Travelogue: 48 Hours in Colorado Springs

For our third anniversary, we decided to take a trip we'd been dying to take for years.

For years we'd heard of the breathtaking beauty of Colorado, but we'd never seen it for ourselves. We hadn't  been on a real vacation since getting married, and at the time we were even considering a westward move, so we decided to make the 16 hour drive across the country to see what everyone was so excited about.

The drive was very straight and fairly uneventful. I did discover that I'm made of sterner stuff than I had imagined, completing eight straight hours of the drive (my husband is an expert napper) with the help of this stunning performance by Richard Armitage of the audio novel version of Hamlet. The highlight of the drive was when we finally found something awesome in Kansas other than windmills - wild elderberry wine, produced locally from Wyldewood Cellars.

The air got thinner the further west we went - you can read about our experience with altitude sickness hereEventually on the distant horizon we began to see snowy peaks. Finally we arrived in Colorado Springs, and let me tell you, we were not disappointed.

Our AirBNB was an old Victorian house and it was amazing.

We had brunch at Over Easy two days in a row. It was that good. They call themselves a "daytime eatery" (how cute?) and have the YUMMIEST fresh mixed juices I've ever tasted! Justin also discovered that, unlike Tennesseans, when mid-westerners say "very hot salsa" they mean it. And of course, we found an amazing mural at West Side Tattoo and had to get a picture.

But first, coffee.

One of our favorite coffee place which also boasted a great view of Pikes Peak.

The day after we arrived, we headed up Pikes Peak. There is so much you can do all along the way up the mountain. Next time we definitely want to ride the train, but this time we drove. Trails are available on the way, and there are pit stops and gift shops in a couple places too.

The beauty of Pikes Peak looming majestically over the town was otherworldly. We had only ever seen pictures of landscapes like this, and suddenly it was right before us.

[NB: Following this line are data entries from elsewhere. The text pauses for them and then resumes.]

//! Result verification
//! Copyright (c) 2025 Mohammad Atashi <mohammadaliatashi@icloud.com>

pub mod correctness;

pub use self::correctness::{
    verify_allocation, verify_coloring, verify_flow, verify_min_cut, verify_schedule, verify_shortest_paths,
    verify_spanning_forest, VerificationDomain, VerificationError,
};
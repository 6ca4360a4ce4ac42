//! Core algorithm trait definitions for the CHRONOS operations-research toolkit
//!
//! This module establishes the shared vocabulary of every engine in the crate:
//! the dense node identifier, the typed parameter system used to configure
//! engines from string input, the complexity descriptor, and the error
//! taxonomy returned by all algorithms.
//!
//! # Key Design Principles
//! - Engines are plain values, `Send + Sync`, holding configuration only
//! - Every call returns a fresh result value; no state survives a call
//! - Parameters are validated into typed fields at the boundary
//!
//! Copyright (c) 2025 Mohammad Atashi <mohammadaliatashi@icloud.com>

use std::fmt::{self, Debug};

use serde::{Deserialize, Serialize};

/// Universal algorithm identifier for type-safe dispatch
#[derive(Debug, Clone, Hash, Eq, PartialEq, Serialize, Deserialize)]
pub struct AlgorithmId(String);

impl AlgorithmId {
    pub fn new(name: &str) -> Self {
        Self(name.to_owned())
    }

    pub fn as_str(&self) -> &str {
        &self.0
    }
}

/// Node identifier ensuring type safety and preventing mixing with other numeric types
#[derive(Debug, Clone, Copy, Hash, Eq, PartialEq, Ord, PartialOrd, Serialize, Deserialize)]
pub struct NodeId(pub usize);

impl NodeId {
    #[inline]
    pub fn as_usize(self) -> usize {
        self.0
    }
}

impl fmt::Display for NodeId {
    fn fmt(&self, f: &mut fmt::Formatter<'_>) -> fmt::Result {
        write!(f, "#{}", self.0)
    }
}

/// Algorithm parameter with strongly typed values
#[derive(Debug, Clone, Serialize, Deserialize)]
pub struct AlgorithmParameter {
    pub name: String,
    pub value: String,
    pub value_type: ParameterType,
    pub constraints: Option<ParameterConstraints>,
}

/// Parameter type enumeration for type-safe parameter handling
#[derive(Debug, Clone, PartialEq, Serialize, Deserialize)]
pub enum ParameterType {
    Integer,
    Boolean,
    Enum(Vec<String>),
}

/// Parameter constraints for validating algorithm parameters
#[derive(Debug, Clone, Serialize, Deserialize)]
pub struct ParameterConstraints {
    pub min: Option<f64>,
    pub max: Option<f64>,
}

impl AlgorithmParameter {
    pub fn integer(name: &str, value: usize, min: Option<f64>, max: Option<f64>) -> Self {
        Self {
            name: name.to_string(),
            value: value.to_string(),
            value_type: ParameterType::Integer,
            constraints: Some(ParameterConstraints { min, max }),
        }
    }

    pub fn boolean(name: &str, value: bool) -> Self {
        Self {
            name: name.to_string(),
            value: value.to_string(),
            value_type: ParameterType::Boolean,
            constraints: None,
        }
    }

    pub fn choice(name: &str, value: &str, allowed: &[&str]) -> Self {
        Self {
            name: name.to_string(),
            value: value.to_string(),
            value_type: ParameterType::Enum(allowed.iter().map(|s| s.to_string()).collect()),
            constraints: None,
        }
    }

    /// Checks a candidate value against the declared type and constraints
    pub fn validate(&self, value: &str) -> Result<(), AlgorithmError> {
        let invalid = |reason: String| AlgorithmError::InvalidParameter {
            name: self.name.clone(),
            reason,
        };

        match &self.value_type {
            ParameterType::Integer => {
                let parsed = value
                    .parse::<usize>()
                    .map_err(|_| invalid(format!("expected a non-negative integer, got '{}'", value)))?;
                if let Some(constraints) = &self.constraints {
                    if let Some(min) = constraints.min {
                        if (parsed as f64) < min {
                            return Err(invalid(format!("{} is below the minimum {}", parsed, min)));
                        }
                    }
                    if let Some(max) = constraints.max {
                        if (parsed as f64) > max {
                            return Err(invalid(format!("{} exceeds the maximum {}", parsed, max)));
                        }
                    }
                }
                Ok(())
            }
            ParameterType::Boolean => match value {
                "true" | "false" => Ok(()),
                _ => Err(invalid(format!("invalid boolean value '{}', use 'true' or 'false'", value))),
            },
            ParameterType::Enum(allowed) => {
                if allowed.iter().any(|option| option == value) {
                    Ok(())
                } else {
                    Err(invalid(format!(
                        "invalid option '{}', valid options: {}",
                        value,
                        allowed.join(", ")
                    )))
                }
            }
        }
    }
}

/// Comprehensive error types for algorithm operations
#[derive(Debug, Clone, PartialEq, thiserror::Error)]
pub enum AlgorithmError {
    #[error("Invalid parameter: {name} - {reason}")]
    InvalidParameter { name: String, reason: String },

    #[error("Unknown vertex: {0}")]
    UnknownVertex(String),

    #[error("Invalid edge {from} -> {to}: edge references an unknown vertex")]
    InvalidEdge { from: String, to: String },

    #[error("Duplicate vertex: {0}")]
    DuplicateVertex(String),

    #[error("Duplicate edge {from} -> {to}")]
    DuplicateEdge { from: String, to: String },

    #[error("Negative weight {weight} on edge {from} -> {to} rejected")]
    NegativeWeightRejected { from: String, to: String, weight: i64 },

    #[error("Negative cycle reachable from the source detected")]
    NegativeCycleDetected,

    #[error("Invalid flow network: {0}")]
    InvalidNetwork(String),

    #[error("Flow is unbounded: total capacity leaving the source overflows")]
    UnboundedFlow,

    #[error("Invalid transportation table: {0}")]
    InvalidTable(String),

    #[error("Unbalanced transportation problem: total supply {supply} != total demand {demand}")]
    UnbalancedProblem { supply: i64, demand: i64 },

    #[error("No improving cycle found after {iterations} stepping-stone iterations")]
    NoImprovingCycle { iterations: usize },

    #[error("Cyclic dependency among tasks {0:?}")]
    CyclicDependency(Vec<u32>),

    #[error("Task {task} depends on unknown task {dependency}")]
    UnknownDependency { task: u32, dependency: u32 },

    #[error("Duplicate task id: {0}")]
    DuplicateTask(u32),
}

impl AlgorithmError {
    pub(crate) fn unknown_parameter(name: &str, valid: &[&str]) -> Self {
        let reason = if valid.is_empty() {
            "this algorithm takes no parameters".to_string()
        } else {
            format!("unknown parameter, valid parameters: {}", valid.join(", "))
        };
        AlgorithmError::InvalidParameter {
            name: name.to_string(),
            reason,
        }
    }
}

/// Algorithm complexity information
#[derive(Debug, Clone, Serialize, Deserialize)]
pub struct AlgorithmComplexity {
    pub time_complexity: String,
    pub space_complexity: String,
    pub best_case: String,
    pub average_case: String,
    pub worst_case: String,
}

impl AlgorithmComplexity {
    pub(crate) fn uniform(time: &str, space: &str) -> Self {
        Self {
            time_complexity: time.to_string(),
            space_complexity: space.to_string(),
            best_case: time.to_string(),
            average_case: time.to_string(),
            worst_case: time.to_string(),
        }
    }
}

/// Main algorithm trait
///
/// # Invariants
/// - Thread-safe execution
/// - State isolation between runs
/// - Deterministic behavior for given inputs
pub trait Algorithm: Debug + Send + Sync {
    /// Returns the algorithm's unique identifier
    fn id(&self) -> AlgorithmId {
        AlgorithmId::new(self.name())
    }

    /// Returns the algorithm's descriptive name
    fn name(&self) -> &'static str;

    /// Returns the algorithm's category (e.g., shortest_path, max_flow)
    fn category(&self) -> &'static str;

    /// Returns the algorithm's description
    fn description(&self) -> String;

    /// Returns the algorithm's asymptotic complexity in Big-O notation
    fn complexity(&self) -> AlgorithmComplexity;

    /// Returns supported parameters with their current values
    fn parameters(&self) -> Vec<AlgorithmParameter> {
        Vec::new()
    }

    /// Sets algorithm parameter with type validation
    fn set_parameter(&mut self, name: &str, _value: &str) -> Result<(), AlgorithmError> {
        Err(AlgorithmError::unknown_parameter(name, &[]))
    }

    /// Gets algorithm parameter value
    fn get_parameter(&self, name: &str) -> Option<String> {
        self.parameters()
            .into_iter()
            .find(|param| param.name == name)
            .map(|param| param.value)
    }
}

/// Looks up the declared parameter and validates `value` against it
pub(crate) fn validated_parameter<A: Algorithm + ?Sized>(
    algorithm: &A,
    name: &str,
    value: &str,
) -> Result<AlgorithmParameter, AlgorithmError> {
    let params = algorithm.parameters();
    let param = params.iter().find(|param| param.name == name).cloned();
    match param {
        Some(param) => {
            param.validate(value)?;
            Ok(param)
        }
        None => {
            let valid: Vec<&str> = params.iter().map(|param| param.name.as_str()).collect();
            Err(AlgorithmError::unknown_parameter(name, &valid))
        }
    }
}

#[cfg(test)]
mod tests {
    use super::*;

    #[test]
    fn test_algorithm_id_uniqueness() {
        let id1 = AlgorithmId::new("kruskal");
        let id2 = AlgorithmId::new("dijkstra");
        let id3 = AlgorithmId::new("kruskal");

        assert_ne!(id1, id2);
        assert_eq!(id1, id3);
        assert_eq!(id1.as_str(), "kruskal");
    }

    #[test]
    fn test_node_id_type_safety() {
        let node1 = NodeId(42);
        let node2 = NodeId(42);
        let node3 = NodeId(43);

        assert_eq!(node1, node2);
        assert_ne!(node1, node3);
        assert_eq!(node1.as_usize(), 42);
        assert_eq!(node3.to_string(), "#43");
    }

    #[test]
    fn test_parameter_constraints() {
        let param = AlgorithmParameter::integer("max_iterations", 1000, Some(1.0), Some(10_000.0));

        assert!(param.validate("1").is_ok());
        assert!(param.validate("10000").is_ok());
        assert!(param.validate("0").is_err());
        assert!(param.validate("10001").is_err());
        assert!(param.validate("-3").is_err());
        assert!(param.validate("many").is_err());
    }

    #[test]
    fn test_boolean_and_choice_parameters() {
        let flag = AlgorithmParameter::boolean("early_termination", true);
        assert!(flag.validate("false").is_ok());
        assert!(flag.validate("maybe").is_err());

        let choice = AlgorithmParameter::choice("balance_policy", "reject", &["reject", "dummy"]);
        assert!(choice.validate("dummy").is_ok());
        match choice.validate("scale") {
            Err(AlgorithmError::InvalidParameter { name, reason }) => {
                assert_eq!(name, "balance_policy");
                assert!(reason.contains("reject, dummy"));
            }
            other => panic!("unexpected result: {:?}", other),
        }
    }

    #[test]
    fn test_error_messages() {
        let err = AlgorithmError::UnbalancedProblem { supply: 10, demand: 12 };
        assert_eq!(
            err.to_string(),
            "Unbalanced transportation problem: total supply 10 != total demand 12"
        );
        assert_eq!(
            AlgorithmError::NoImprovingCycle { iterations: 3 }.to_string(),
            "No improving cycle found after 3 stepping-stone iterations"
        );
    }
}
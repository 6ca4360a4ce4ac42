//! Initial basic feasible solutions for balanced transportation problems
//!
//! Both heuristics work on private copies of supply and demand and saturate one
//! cell at a time, exhausting a row or a column with every allocation.

use log::{debug, trace};
use serde::{Deserialize, Serialize};

use super::problem::{Allocation, Quantity, TransportationProblem};

/// Heuristic used to build the starting allocation
#[derive(Debug, Clone, Copy, PartialEq, Eq, Default, Serialize, Deserialize)]
pub enum InitialMethod {
    NorthwestCorner,
    LeastCost,
    /// Run both and keep the cheaper; northwest corner only when strictly cheaper
    #[default]
    Best,
}

impl InitialMethod {
    pub fn as_str(self) -> &'static str {
        match self {
            InitialMethod::NorthwestCorner => "northwest",
            InitialMethod::LeastCost => "least_cost",
            InitialMethod::Best => "best",
        }
    }

    pub fn parse(value: &str) -> Option<Self> {
        match value {
            "northwest" => Some(InitialMethod::NorthwestCorner),
            "least_cost" => Some(InitialMethod::LeastCost),
            "best" => Some(InitialMethod::Best),
            _ => None,
        }
    }

    /// Builds the starting allocation, reporting the heuristic actually used
    pub fn allocate(self, problem: &TransportationProblem) -> (InitialMethod, Allocation) {
        match self {
            InitialMethod::NorthwestCorner => (self, northwest_corner(problem)),
            InitialMethod::LeastCost => (self, least_cost(problem)),
            InitialMethod::Best => {
                let northwest = northwest_corner(problem);
                let cheapest = least_cost(problem);
                debug!(
                    "transportation: northwest corner {} vs least cost {}",
                    northwest.total_cost, cheapest.total_cost
                );
                if northwest.total_cost < cheapest.total_cost {
                    (InitialMethod::NorthwestCorner, northwest)
                } else {
                    (InitialMethod::LeastCost, cheapest)
                }
            }
        }
    }
}

/// Northwest-corner rule: walk the table from the top-left cell, moving down
/// when the row's supply runs out first and right otherwise
pub fn northwest_corner(problem: &TransportationProblem) -> Allocation {
    let (rows, cols) = (problem.rows(), problem.cols());
    let mut supply = problem.supply().to_vec();
    let mut demand = problem.demand().to_vec();
    let mut cells = vec![vec![0; cols]; rows];

    let (mut i, mut j) = (0, 0);
    while i < rows && j < cols {
        let shipped = supply[i].min(demand[j]);
        cells[i][j] = shipped;
        supply[i] -= shipped;
        demand[j] -= shipped;
        trace!("northwest corner: ({}, {}) <- {}", i, j, shipped);
        if supply[i] == 0 && demand[j] > 0 {
            i += 1;
        } else {
            j += 1;
        }
    }

    finish(problem, cells, "northwest corner")
}

/// Least-cost rule: repeatedly saturate the cheapest cell whose row and column
/// both still have units left, first in row-major order on ties
pub fn least_cost(problem: &TransportationProblem) -> Allocation {
    let (rows, cols) = (problem.rows(), problem.cols());
    let mut supply = problem.supply().to_vec();
    let mut demand = problem.demand().to_vec();
    let mut cells = vec![vec![0; cols]; rows];

    loop {
        let mut cheapest: Option<(usize, usize)> = None;
        for i in (0..rows).filter(|&i| supply[i] > 0) {
            for j in (0..cols).filter(|&j| demand[j] > 0) {
                let better = match cheapest {
                    Some((bi, bj)) => problem.cost(i, j) < problem.cost(bi, bj),
                    None => true,
                };
                if better {
                    cheapest = Some((i, j));
                }
            }
        }
        let Some((i, j)) = cheapest else { break };

        let shipped: Quantity = supply[i].min(demand[j]);
        cells[i][j] = shipped;
        supply[i] -= shipped;
        demand[j] -= shipped;
        trace!("least cost: ({}, {}) <- {} at {}", i, j, shipped, problem.cost(i, j));
    }

    finish(problem, cells, "least cost")
}

fn finish(problem: &TransportationProblem, cells: Vec<Vec<Quantity>>, method: &str) -> Allocation {
    let total_cost = problem.cost_of(&cells);
    debug!(
        "{}: {}x{} table, total cost {}",
        method,
        problem.rows(),
        problem.cols(),
        total_cost
    );
    Allocation { cells, total_cost }
}
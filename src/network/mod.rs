//! Network module.
//!
//! Contains the transport [`Session`] and the reconnecting [`Connector`].

mod connector;
mod session;

pub use connector::Connector;
pub use session::{CloseReason, Session, SessionConfig, SessionHandle};
//! Configuration loading and management.
//!
//! - [`types`]: config structs and [`Config::load`]
//! - [`defaults`]: serde default functions
//! - [`validation`]: startup checks

mod defaults;
mod types;
mod validation;

pub use defaults::DEFAULT_CONFIG_PATH;
pub use types::{Config, ConnectionConfig, ReconnectConfig};
//! NOTICE handler.
//!
//! Twitch reports login and join failures as notices. A notice addressed to
//! `*` while logging in means the credentials were refused; a notice for a
//! channel with a join-failure `msg-id` means the join was refused.

use async_trait::async_trait;
use kneiss_proto::Message;
use tracing::{info, warn};

use super::super::{Context, Handler, HandlerResult};
use crate::handshake::{HandshakeKey, HandshakeOutcome, HandshakeState};

/// `msg-id` values that mean a JOIN was refused.
const JOIN_FAILURES: &[&str] = &[
    "msg_channel_suspended",
    "msg_banned",
    "msg_room_not_found",
    "tos_ban",
];

/// Handler for NOTICE command.
pub struct NoticeHandler;

#[async_trait]
impl Handler for NoticeHandler {
    async fn handle(&self, ctx: &Context, msg: &Message) -> HandlerResult {
        let target = msg.param(0).unwrap_or("");
        let text = msg.trailing().unwrap_or("");
        let msg_id = msg.tag("msg-id");
        let handshakes = ctx.bot.handshakes();
        ctx.bot.stats().record_notice();

        if target == "*" && handshakes.state(&HandshakeKey::Connect) == HandshakeState::Awaiting {
            warn!(text = %text, "login refused");
            handshakes.complete(&HandshakeKey::Connect, HandshakeOutcome::Rejected(text.to_string()));
            return Ok(());
        }

        if target.starts_with('#')
            && let Some(id) = msg_id
            && JOIN_FAILURES.contains(&id)
        {
            warn!(channel = %target, msg_id = %id, text = %text, "join refused");
            handshakes.complete(
                &HandshakeKey::join(target),
                HandshakeOutcome::Rejected(format!("{id}: {text}")),
            );
            return Ok(());
        }

        info!(target = %target, msg_id = msg_id, text = %text, "notice");
        Ok(())
    }
}
//! IRCv3 message tags.
//!
//! ```text
//! <tags> ::= <tag> [';' <tag>]*
//! <tag>  ::= <key> ['=' <value>]
//! ```
//!
//! Values are kept exactly as they appear on the wire. IRCv3 escape
//! sequences (`\s`, `\:`, `\\` and friends) are not decoded.

use std::collections::HashMap;

/// Tag key to raw tag value. Empty when a line carries no tags.
pub type Tags = HashMap<String, String>;

/// Parse a raw tags string (without the leading `@`).
///
/// A key without `=` maps to an empty value. Empty entries are skipped and a
/// repeated key keeps its last value.
pub fn parse_tags(raw: &str) -> Tags {
    raw.split(';')
        .filter(|tag| !tag.is_empty())
        .map(|tag| match tag.split_once('=') {
            Some((key, value)) => (key.to_owned(), value.to_owned()),
            None => (tag.to_owned(), String::new()),
        })
        .collect()
}
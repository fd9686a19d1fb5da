//! Login replies and capability acknowledgements.

use async_trait::async_trait;
use kneiss_proto::Message;
use tracing::{info, warn};

use super::super::{Context, Handler, HandlerResult};
use crate::handshake::{HandshakeKey, HandshakeOutcome};

/// Handler for RPL_WELCOME (001).
pub struct WelcomeHandler;

#[async_trait]
impl Handler for WelcomeHandler {
    async fn handle(&self, _ctx: &Context, msg: &Message) -> HandlerResult {
        info!(
            nick = msg.param(0).unwrap_or("*"),
            text = msg.trailing().unwrap_or(""),
            "welcome"
        );
        Ok(())
    }
}

/// Handler for RPL_ENDOFMOTD (376). Completes the connect handshake.
pub struct EndOfMotdHandler;

#[async_trait]
impl Handler for EndOfMotdHandler {
    async fn handle(&self, ctx: &Context, _msg: &Message) -> HandlerResult {
        ctx.bot
            .handshakes()
            .complete(&HandshakeKey::Connect, HandshakeOutcome::Complete);
        Ok(())
    }
}

/// Handler for CAP replies.
pub struct CapHandler;

#[async_trait]
impl Handler for CapHandler {
    async fn handle(&self, _ctx: &Context, msg: &Message) -> HandlerResult {
        // CAP * ACK :twitch.tv/tags
        let subcommand = msg.param(1).unwrap_or("");
        let caps = msg.param(2).unwrap_or("");
        match subcommand {
            "ACK" => info!(caps = %caps, "capabilities acknowledged"),
            "NAK" => warn!(caps = %caps, "capabilities refused"),
            other => info!(subcommand = %other, caps = %caps, "CAP reply"),
        }
        Ok(())
    }
}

Oh, and we saw gobs of signs warning us to be on the lookout out for Bigfoot.

There's a 20 degree difference between the bottom of the mountain and the peak, so by the time we got up to the little mountain lodge/shop, the snow was up to our knees. Being Tennesseans, Justin and I have rarely seen snow like this, if ever.

As we neared the summit, the wind became absolutely volatile. Between the fear of being blown off the mountain (since there were no guardrails in sight) and the lack of oxygen in our blood, well, let's just say we didn't stay long. But it was literally and figuratively breathtaking, and something we definitely want to do again.

We spent the majority of the next day in the Garden of the Gods.

I'll admit, at first I was a bit blasé about it. I mean, it's just a pile of rocks, right?

I was so wrong. Walking through these ancient, massive rock structures was breathtaking. And the contrast between the knee-deep snow the day before to this desert-y landscape (there were even tiny cacti!) was pretty incredible. I do recommend you visit the park's excellent Visitor's Center, which has loads of information about how the formations came to be there, the history of humankind encountering the Garden, and the wildlife that enjoy life there. They even have a 3D interactive map, which was very helpful because of how huge the park is.

At first the rocks are impressive because of their shape and size, But as you walk among them, their shapes morph and change with your perspective and the shifting of the light. When I first saw the formation above, I thought it was only one large ridge. It wasn't until the sun lit up the bit in front that I realized they weren't even connected. Incredible.

And it's not just rocks - there's plenty of plant life in the Garden, which the mule deer really enjoy hiding in (and eating). What amazed me was how little it took for life to flourish, even on land that seems so dry and lifeless.

The park is open in many places for visitors to actually climb around on them, which we loved. We were so impressed with this park and this town, and every second was different than anything we'd done before.

And then it was over! 

Thank you, Colorado Springs, for knocking our socks off. Your people are warm and welcoming, your air is crisp and clean, and you have a unique culture and landscape that takes our breath away. We'll be back.